At least one administrative user is needed on each system because in Ubuntu a distinct root account is disabled*. Nevertheless it would be possible to hide this user "administrator" from gdm login by adding the following line in /etc/gdm/custom.conf:

[greeter]
Exclude=nobody,administrator

We may further restrict read access of non-administrative users to /home/administrator/.

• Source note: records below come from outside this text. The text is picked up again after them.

//! Command implementations

use std::path::Path;
use std::sync::Arc;

use anyhow::{bail, Context};
use br_listing::{DirectoryService, GuardrailDirectory, ListingSettings, ProviderGuardrails};
use br_provider::ProviderClient;
use br_provision::{BindFailure, Binder, GuardrailBinding};
use br_selection::SelectionSynchronizer;
use br_types::{GuardrailDraft, GuardrailListOutput, GuardrailResource, GuardrailVersion};
use chrono::Utc;
use tracing::info;

use crate::cli::{Cli, Command};

/// Environment variable naming the provider API base URL
pub const ENDPOINT_ENV: &str = "BOTRAIL_ENDPOINT";

pub async fn run(cli: Cli) -> anyhow::Result<()> {
    let endpoint = cli
        .endpoint
        .or_else(|| std::env::var(ENDPOINT_ENV).ok())
        .filter(|v| !v.is_empty())
        .with_context(|| {
            format!("no provider endpoint: pass --endpoint or set {}", ENDPOINT_ENV)
        })?;
    let client = Arc::new(ProviderClient::new(endpoint));

    match cli.command {
        Command::List { json } => list(client, json).await,
        Command::Provision { name, config_file } => provision(client, name, &config_file).await,
        Command::Publish { id } => publish(client, &id).await,
        Command::Teardown { id, version } => teardown(client, &id, &version).await,
        Command::Resolve => resolve(client).await,
    }
}

fn directory(client: Arc<ProviderClient>) -> Arc<DirectoryService> {
    Arc::new(DirectoryService::new(client, ListingSettings::from_env()))
}

async fn list(client: Arc<ProviderClient>, json: bool) -> anyhow::Result<()> {
    let listing = directory(client)
        .fetch_guardrails()
        .await?
        .unwrap_or_default();

    if json {
        println!("{}", serde_json::to_string_pretty(&listing)?);
        return Ok(());
    }

    if listing.guardrails.is_empty() {
        println!("No guardrails configured.");
        return Ok(());
    }

    print_listing(&listing);
    Ok(())
}

fn print_listing(listing: &GuardrailListOutput) {
    for guardrail in &listing.guardrails {
        let marker = if guardrail.default { " (default)" } else { "" };
        println!(
            "{}  {}{}  versions: {}",
            guardrail.id,
            guardrail.name,
            marker,
            guardrail.versions.join(", ")
        );
    }
}

async fn provision(
    client: Arc<ProviderClient>,
    name: String,
    config_file: &Path,
) -> anyhow::Result<()> {
    let raw = std::fs::read_to_string(config_file)
        .with_context(|| format!("failed to read {}", config_file.display()))?;
    let policy: serde_json::Value = serde_json::from_str(&raw)
        .with_context(|| format!("{} is not valid JSON", config_file.display()))?;

    let binder = Binder::new(client);
    match binder.bind(&GuardrailDraft { name, policy }).await {
        Ok(binding) => {
            println!(
                "Provisioned guardrail {} version {}",
                binding.resource.id, binding.version.version_id
            );
            Ok(())
        }
        Err(BindFailure::Version { resource, source }) => {
            bail!(
                "guardrail {} was created but the version step failed: {}.\n\
                 Retry with: botrail publish --id {}",
                resource.id,
                source,
                resource.id
            );
        }
        Err(err @ BindFailure::Resource { .. }) => Err(err.into()),
    }
}

async fn publish(client: Arc<ProviderClient>, id: &str) -> anyhow::Result<()> {
    let resource = lookup_resource(client.as_ref(), id).await?;

    let binder = Binder::new(client);
    let binding = binder.bind_version(&resource).await?;
    println!(
        "Published version {} of guardrail {}",
        binding.version.version_id, binding.resource.id
    );
    Ok(())
}

async fn teardown(client: Arc<ProviderClient>, id: &str, version: &str) -> anyhow::Result<()> {
    let resource = lookup_resource(client.as_ref(), id).await?;
    let version = GuardrailVersion {
        version_id: version.to_string(),
        parent_resource_id: resource.id.clone(),
        created_at: Utc::now(),
    };

    let binding = GuardrailBinding::from_parts(resource, version)?;
    binding.teardown(client.as_ref()).await?;
    println!("Tore down guardrail {}", id);
    Ok(())
}

async fn resolve(client: Arc<ProviderClient>) -> anyhow::Result<()> {
    let sync = SelectionSynchronizer::new(directory(client));
    sync.activate().await?;

    let selection = sync.selection();
    if selection.is_unset() {
        println!("No default guardrail would be selected.");
    } else {
        println!(
            "A fresh session would select guardrail {} version {}.",
            selection.resource_id, selection.version_id
        );
    }

    let options = sync.resource_options();
    if !options.is_empty() {
        println!("Available:");
        for option in options {
            println!("  {}  {}", option.value, option.label);
        }
    }
    Ok(())
}

async fn lookup_resource(client: &ProviderClient, id: &str) -> anyhow::Result<GuardrailResource> {
    let rows = client.list_guardrails(None).await?;
    let row = rows
        .into_iter()
        .find(|g| g.id == id)
        .with_context(|| format!("guardrail {} not found", id))?;
    info!("Resolved guardrail {} ({})", row.id, row.status);
    Ok(row.into_resource_handle())
}
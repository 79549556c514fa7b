//! Guardrail domain types shared across the workspace

use chrono::{DateTime, Utc};
use serde::{Deserialize, Serialize};

/// Version id the provider assigns to the mutable working copy of a guardrail
pub const DRAFT_VERSION: &str = "DRAFT";

/// Provisioning status of a guardrail resource
#[derive(Debug, Clone, Copy, Serialize, Deserialize, PartialEq, Eq)]
#[serde(rename_all = "SCREAMING_SNAKE_CASE")]
pub enum GuardrailStatus {
    Creating,
    Ready,
    Versioning,
    Failed,
    Deleting,
}

impl std::fmt::Display for GuardrailStatus {
    fn fmt(&self, f: &mut std::fmt::Formatter<'_>) -> std::fmt::Result {
        match self {
            Self::Creating => write!(f, "CREATING"),
            Self::Ready => write!(f, "READY"),
            Self::Versioning => write!(f, "VERSIONING"),
            Self::Failed => write!(f, "FAILED"),
            Self::Deleting => write!(f, "DELETING"),
        }
    }
}

impl GuardrailStatus {
    /// Parse status from a provider string (case-insensitive).
    /// Unknown strings map to `Creating` so they are never treated as usable.
    pub fn from_str_lenient(s: &str) -> Self {
        match s.to_uppercase().as_str() {
            "READY" => Self::Ready,
            "VERSIONING" => Self::Versioning,
            "FAILED" => Self::Failed,
            "DELETING" => Self::Deleting,
            _ => Self::Creating,
        }
    }

    /// Whether the resource can be offered for selection or versioned
    pub fn is_ready(&self) -> bool {
        matches!(self, Self::Ready)
    }
}

/// Input to provisioning: the logical guardrail definition.
/// The policy payload is opaque to BotRail; its schema belongs to the provider.
#[derive(Debug, Clone, Serialize, Deserialize)]
pub struct GuardrailDraft {
    pub name: String,
    pub policy: serde_json::Value,
}

/// A provisioned guardrail resource
#[derive(Debug, Clone, Serialize, Deserialize)]
pub struct GuardrailResource {
    /// Provider-assigned id, unknown until creation completes
    pub id: String,
    pub name: String,
    pub status: GuardrailStatus,
    /// The policy payload the resource was created from, opaque to BotRail
    pub policy: serde_json::Value,
    pub created_at: DateTime<Utc>,
}

/// An immutable, numbered snapshot of a guardrail's policy
#[derive(Debug, Clone, Serialize, Deserialize)]
pub struct GuardrailVersion {
    pub version_id: String,
    /// Id of the GuardrailResource this version snapshots
    pub parent_resource_id: String,
    pub created_at: DateTime<Utc>,
}

/// Client-visible projection of a guardrail and its published versions
#[derive(Debug, Clone, Serialize, Deserialize)]
pub struct GuardrailSummary {
    pub id: String,
    pub name: String,
    /// Version ids, newest first. Non-empty for entries that reach clients.
    #[serde(default)]
    pub versions: Vec<String>,
    /// At most one entry per listing carries this flag
    #[serde(default)]
    pub default: bool,
}

/// Listing payload handed to selection clients.
/// The wire form may omit `guardrails` entirely; that reads as empty.
#[derive(Debug, Clone, Default, Serialize, Deserialize)]
pub struct GuardrailListOutput {
    #[serde(default)]
    pub guardrails: Vec<GuardrailSummary>,
}

/// The (resource, version) pair currently in effect for a bot.
/// Meaningless unless `resource_id` is non-empty.
#[derive(Debug, Clone, Default, Serialize, Deserialize, PartialEq, Eq)]
pub struct SelectionState {
    pub resource_id: String,
    pub version_id: String,
}

impl SelectionState {
    pub fn new(resource_id: impl Into<String>, version_id: impl Into<String>) -> Self {
        Self {
            resource_id: resource_id.into(),
            version_id: version_id.into(),
        }
    }

    /// An empty resource id means no selection has been made
    pub fn is_unset(&self) -> bool {
        self.resource_id.is_empty()
    }
}

/// A value/label pair for the presentation layer's dropdowns
#[derive(Debug, Clone, Serialize, Deserialize, PartialEq, Eq)]
pub struct SelectOption {
    pub value: String,
    pub label: String,
}

impl SelectOption {
    pub fn new(value: impl Into<String>, label: impl Into<String>) -> Self {
        Self {
            value: value.into(),
            label: label.into(),
        }
    }
}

For administrative tasks we login locally as user administrator (e.g. on the command line or by choosing others in the GUI), or remotely via ssh.

Define ssh_config

For issuing a command to a multiple remote machines we need to define a local config file in ~/.ssh/ssh_config where we list details needed to log in to our remote machines and where we can define convenient names for the clients:

# ssh configuration
Host remote1
    HostName 192.168.0.1
    Port 22
    User USERNAME

Host remote2
    HostName 192.168.0.2
    Port 22
    User USERNAME

Additional options may be needed to further control session details (such as disabling password authentication).

Run command on multiple clients

We now write a script that connects to one client after the other to run a given command:

#!/bin/bash

# run a command on multiple remotes   

REMOTES=$1;shift
COMMAND=$1;shift

for remote in $REMOTES
do
    echo $remote
    ssh -oConnectTimeout=10 $remote $COMMAND
done

If this script was named remote_command.sh we are able to run any command on our remote machines 1-X by invoking:

remote_command "remote1 remote2 ... remote<X>" "<COMMAND>" > remote_command.log

Depending on individual needs we could read a list for $REMOTES from a file or we could use a regular pattern for names of the remotes for convenient script usage. If remote clients do not change we could also code all names in this script to invoke it with the command only.

*Re-enabling the root account (by defining a valid password for root with passwd root <password> in a root shell) is discouraged as disadvantages overweigh.

Solution 3:

It's not exactly cheap, nor open source, but maybe Canonical's Landscape can help.